One black Democratic political operative who asked not to be named said that Biden has always been the greatest threat to a potential Clinton candidacy because he challenges every major strength Clinton has: “She served in the Senate. He served longer. She was Secretary of State. He was head of Foreign Relations Committee.” But most of all, this operative said, particularly if you are a black voter and you are asking yourself, “Who can carry the legacy of the Obama presidency forward? Well, he was vice president.”

But it’s not just that. “There’s this notion of authenticity,” the operative continued. “For many African Americans, Biden just comes across as phenomenally authentic.”

Biden’s popularity among black Americans is something that has been growing since the 2008 campaign. I first began to appreciate how unique it was when relatives of mine began referencing him by various nicknames, “Jo Jo” among them. What the media referred to as his gaffes, I noticed black Americans seemed to have another word for: honesty.

For instance when he told an audience comprised of a large number of African Americans during a 2012 campaign appearance that “they’re going to put y’all back in chains,” the comment sparked strong rebuke from Republicans. That rebuke doesn’t change the fact that there are plenty of black Americans who hold the view that plenty of conservatives would like to see them figuratively and literally held back. Looking back from 2015, with our mounting concerns about the treatment of African Americans at the hands of law enforcement and about those in positions of power who are apologists for such injustice, Biden’s quote sounds even less outrageous to black Americans.
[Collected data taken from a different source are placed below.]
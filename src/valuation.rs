//! One refresh cycle: fetch prices, resolve ledger quantities, compute net
//! worth.

use std::sync::Arc;

use chrono::{DateTime, Utc};
use serde::Serialize;
use tracing::debug;

use crate::error::ValuationError;
use crate::ledger::LedgerBalanceSource;
use crate::market_data::{fetch_snapshot, PriceSource, REFERENCE_CURRENCY};
use crate::models::{LocalCurrency, Setup};

/// Result of one valuation cycle as seen by readers.
pub type ValuationOutcome = Result<ValuationResult, ValuationError>;

#[derive(Debug, Clone, PartialEq, Serialize)]
pub struct HoldingValuation {
    pub symbol: String,
    /// Quantity used, after ledger resolution.
    pub quantity: f64,
    /// Unit price in [`REFERENCE_CURRENCY`].
    pub reference_price: f64,
    /// Unit price in the local currency.
    pub local_price: f64,
    /// `quantity * local_price`.
    pub net_worth: f64,
}

/// Immutable valuation of every holding, in configured order.
///
/// The total is derived on demand so it can never disagree with the list.
#[derive(Debug, Clone, PartialEq, Serialize)]
pub struct ValuationResult {
    pub as_of: DateTime<Utc>,
    pub reference_currency: &'static str,
    pub local_currency: Arc<LocalCurrency>,
    pub holdings: Vec<HoldingValuation>,
}

impl ValuationResult {
    pub fn total_net_worth(&self) -> f64 {
        self.holdings.iter().map(|h| h.net_worth).sum()
    }
}

/// A single, stateless valuation pass over a setup.
///
/// Built fresh for each refresh. A setup that failed to load is carried as
/// the error and returned without touching the network.
#[derive(Debug, Clone)]
pub struct ValuationJob {
    setup: Result<Arc<Setup>, ValuationError>,
}

impl ValuationJob {
    pub fn new(setup: Result<Arc<Setup>, ValuationError>) -> Self {
        Self { setup }
    }

    pub async fn run(
        &self,
        prices: &dyn PriceSource,
        ledger: &dyn LedgerBalanceSource,
    ) -> ValuationOutcome {
        let setup = self.setup.as_ref().map_err(|err| err.clone())?;
        let local_currency = &setup.local_currency;

        let snapshot = fetch_snapshot(prices, &setup.symbols(), &local_currency.id).await?;

        let mut holdings = Vec::with_capacity(setup.holdings.len());
        for holding in &setup.holdings {
            let quantity = match &holding.ledger_account {
                Some(account) => {
                    let balance = ledger.native_balance(account).await?;
                    debug!(
                        symbol = %holding.symbol,
                        ledger = ledger.name(),
                        balance,
                        "resolved ledger balance"
                    );
                    balance
                }
                None => holding.amount,
            };

            let price = snapshot.get(&holding.symbol).ok_or_else(|| {
                ValuationError::price_fetch(format!("snapshot has no price for {}", holding.symbol))
            })?;

            holdings.push(HoldingValuation {
                symbol: holding.symbol.clone(),
                quantity,
                reference_price: price.reference,
                local_price: price.local,
                net_worth: quantity * price.local,
            });
        }

        Ok(ValuationResult {
            as_of: Utc::now(),
            reference_currency: REFERENCE_CURRENCY,
            local_currency: Arc::clone(local_currency),
            holdings,
        })
    }
}
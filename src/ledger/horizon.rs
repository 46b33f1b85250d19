//! Stellar Horizon account lookups.
//!
//! `GET /accounts/{id}` returns every balance held by the account, each tagged
//! with an `asset_type`. Lumens are the entry tagged `native`.

use reqwest::{Client, StatusCode, Url};
use serde::Deserialize;
use tracing::debug;

use super::{LedgerBalanceSource, NATIVE_ASSET_TYPE};
use crate::error::ValuationError;

const HORIZON_PUBLIC_BASE: &str = "https://horizon.stellar.org";

#[derive(Debug, Deserialize)]
struct AccountResponse {
    balances: Vec<BalanceEntry>,
}

/// One balance line of a ledger account.
#[derive(Debug, Clone, PartialEq, Eq, Deserialize)]
pub struct BalanceEntry {
    /// Decimal string, e.g. `"1520.0000000"`.
    pub balance: String,
    pub asset_type: String,
    #[serde(default)]
    pub asset_code: Option<String>,
}

/// Balance of the first entry tagged as the native asset.
///
/// `None` when the account holds no native entry; an unparsable balance is an
/// error rather than zero.
pub fn first_native_balance(entries: &[BalanceEntry]) -> Option<Result<f64, String>> {
    entries
        .iter()
        .find(|entry| entry.asset_type == NATIVE_ASSET_TYPE)
        .map(|entry| {
            entry
                .balance
                .trim()
                .parse::<f64>()
                .map_err(|e| format!("invalid native balance {:?}: {e}", entry.balance))
        })
}

/// Horizon client, constructed once and shared by every refresh.
#[derive(Debug, Clone)]
pub struct HorizonLedger {
    client: Client,
    base_url: String,
}

impl HorizonLedger {
    /// Client for the public Stellar network.
    pub fn new() -> Self {
        Self::with_client(Client::new())
    }

    pub fn with_client(client: Client) -> Self {
        Self {
            client,
            base_url: HORIZON_PUBLIC_BASE.to_string(),
        }
    }

    pub fn with_base_url(mut self, base_url: impl Into<String>) -> Self {
        self.base_url = base_url.into().trim_end_matches('/').to_string();
        self
    }
}

impl HorizonLedger {
    /// `{base}/accounts/{id}`, with the id encoded as a single path segment.
    fn account_url(&self, account_id: &str) -> Result<Url, String> {
        let mut url = Url::parse(&self.base_url)
            .map_err(|e| format!("invalid ledger endpoint {:?}: {e}", self.base_url))?;
        url.path_segments_mut()
            .map_err(|_| format!("ledger endpoint {:?} cannot take a path", self.base_url))?
            .pop_if_empty()
            .push("accounts")
            .push(account_id);
        Ok(url)
    }
}

impl Default for HorizonLedger {
    fn default() -> Self {
        Self::new()
    }
}

#[async_trait::async_trait]
impl LedgerBalanceSource for HorizonLedger {
    async fn native_balance(&self, account_id: &str) -> Result<f64, ValuationError> {
        let lookup_err = |message: String| ValuationError::external_lookup(account_id, message);

        let url = self.account_url(account_id).map_err(lookup_err)?;
        debug!(url = %url, "requesting ledger account");

        let response = self
            .client
            .get(url)
            .header("Accept", "application/json")
            .send()
            .await
            .map_err(|e| lookup_err(format!("request failed: {e}")))?;

        match response.status() {
            StatusCode::NOT_FOUND => return Err(lookup_err("account does not exist".to_string())),
            status if !status.is_success() => {
                let body = response.text().await.unwrap_or_default();
                return Err(lookup_err(format!("Horizon API error: {status} - {body}")));
            }
            _ => {}
        }

        let account: AccountResponse = response
            .json()
            .await
            .map_err(|e| lookup_err(format!("malformed account response: {e}")))?;

        match first_native_balance(&account.balances) {
            Some(balance) => balance.map_err(lookup_err),
            None => Err(lookup_err("account holds no native balance".to_string())),
        }
    }

    fn name(&self) -> &str {
        "horizon"
    }
}

#[cfg(test)]
mod tests {
    use super::*;

    fn entry(balance: &str, asset_type: &str) -> BalanceEntry {
        BalanceEntry {
            balance: balance.to_string(),
            asset_type: asset_type.to_string(),
            asset_code: None,
        }
    }

    #[test]
    fn parse_account_response() {
        let json = r#"{
            "id": "GBX",
            "sequence": "123",
            "balances": [
                {
                    "balance": "25.5000000",
                    "limit": "922337203685.4775807",
                    "asset_type": "credit_alphanum4",
                    "asset_code": "USDC",
                    "asset_issuer": "GA5Z"
                },
                { "balance": "1520.0000000", "asset_type": "native" }
            ]
        }"#;

        let account: AccountResponse = serde_json::from_str(json).unwrap();
        assert_eq!(account.balances.len(), 2);
        assert_eq!(account.balances[0].asset_code.as_deref(), Some("USDC"));
        assert_eq!(first_native_balance(&account.balances), Some(Ok(1520.0)));
    }

    #[test]
    fn account_id_stays_one_path_segment() {
        let ledger = HorizonLedger::new().with_base_url("http://localhost:8000/horizon/");
        assert_eq!(
            ledger.account_url("GABC").unwrap().as_str(),
            "http://localhost:8000/horizon/accounts/GABC"
        );
        assert_eq!(
            ledger.account_url("GABC/../../other").unwrap().as_str(),
            "http://localhost:8000/horizon/accounts/GABC%2F..%2F..%2Fother"
        );
    }

    #[test]
    fn first_native_entry_wins() {
        let entries = [entry("1", "native"), entry("2", "native")];
        assert_eq!(first_native_balance(&entries), Some(Ok(1.0)));
    }

    #[test]
    fn no_native_entry_is_none_not_zero() {
        let entries = [entry("10", "credit_alphanum12")];
        assert_eq!(first_native_balance(&entries), None);
        assert_eq!(first_native_balance(&[]), None);
    }

    #[test]
    fn unparsable_native_balance_is_error() {
        let entries = [entry("n/a", "native")];
        assert!(matches!(first_native_balance(&entries), Some(Err(_))));
    }
}
//! Live quantities for holdings kept in an on-chain account.

mod horizon;

pub use horizon::{first_native_balance, BalanceEntry, HorizonLedger};

use crate::error::ValuationError;

/// Symbol of the one asset whose quantity can be read from a ledger account.
pub const LEDGER_ASSET_SYMBOL: &str = "XLM";

/// Asset-type tag of the chain's native asset in balance entries.
pub const NATIVE_ASSET_TYPE: &str = "native";

#[async_trait::async_trait]
pub trait LedgerBalanceSource: Send + Sync {
    /// Current balance of the native asset held by `account_id`.
    async fn native_balance(&self, account_id: &str) -> Result<f64, ValuationError>;

    fn name(&self) -> &str;
}
use serde::Serialize;

/// One configured position.
#[derive(Debug, Clone, PartialEq, Serialize)]
pub struct OwnedHolding {
    pub symbol: String,
    /// Statically configured quantity. Ignored when `ledger_account` is set.
    pub amount: f64,
    /// Ledger account whose native balance is the live quantity.
    #[serde(skip_serializing_if = "Option::is_none")]
    pub ledger_account: Option<String>,
}

impl OwnedHolding {
    pub fn new(symbol: impl Into<String>, amount: f64) -> Self {
        Self {
            symbol: symbol.into().trim().to_uppercase(),
            amount,
            ledger_account: None,
        }
    }

    pub fn with_ledger_account(mut self, account: impl Into<String>) -> Self {
        self.ledger_account = Some(account.into());
        self
    }

    pub fn is_ledger_backed(&self) -> bool {
        self.ledger_account.is_some()
    }
}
Jamal Simmons, an African-American political strategist who’s advised a number of Democratic presidential campaigns, said that Biden’s willingness to speak his mind no matter what the blowback has become one of his greatest strengths. Simmons mentioned a working-class African-American woman who recently told him that the reason she likes Joe Biden is that unlike most politicians, “You always know what he thinks because he’ll tell you.”

Sound familiar?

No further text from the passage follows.